● **EXERCISE**:
Starting from the line in which "whole pixels is" appears, output every line down to the last line of the data below, exactly and without anything more.

● **DATA SECTION**:
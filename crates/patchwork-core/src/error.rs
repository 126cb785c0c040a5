//! Error types for patchwork-core
//!
//! A raster that cannot be laid out as whole rows of whole pixels is
//! rejected when the view is built, so every later operation can rely on
//! `width % 4 == 0` and `len % width == 0`.

use thiserror::Error;

/// Patchwork core error type
#[derive(Error, Debug)]
pub enum Error {
    /// Buffer length and row width do not describe whole rows of whole pixels
    #[error("invalid raster: {len} channels cannot be split into rows of {width} channels")]
    InvalidRaster { len: usize, width: usize },

    /// Pixel offset is misaligned or outside the buffer
    #[error("invalid pixel offset {offset} for a buffer of {len} channels")]
    InvalidOffset { offset: usize, len: usize },
}

/// Result type alias for patchwork core operations
pub type Result<T> = std::result::Result<T, Error>;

● **ANSWER SPACE**:
//! A raster that cannot be laid out as whole rows of whole pixels is
//! rejected when the view is built, so every later operation can rely on
//! `width % 4 == 0` and `len % width == 0`.

use thiserror::Error;

/// Patchwork core error type
#[derive(Error, Debug)]
pub enum Error {
    /// Buffer length and row width do not describe whole rows of whole pixels
    #[error("invalid raster: {len} channels cannot be split into rows of {width} channels")]
    InvalidRaster { len: usize, width: usize },

    /// Pixel offset is misaligned or outside the buffer
    #[error("invalid pixel offset {offset} for a buffer of {len} channels")]
    InvalidOffset { offset: usize, len: usize },
}

/// Result type alias for patchwork core operations
pub type Result<T> = std::result::Result<T, Error>;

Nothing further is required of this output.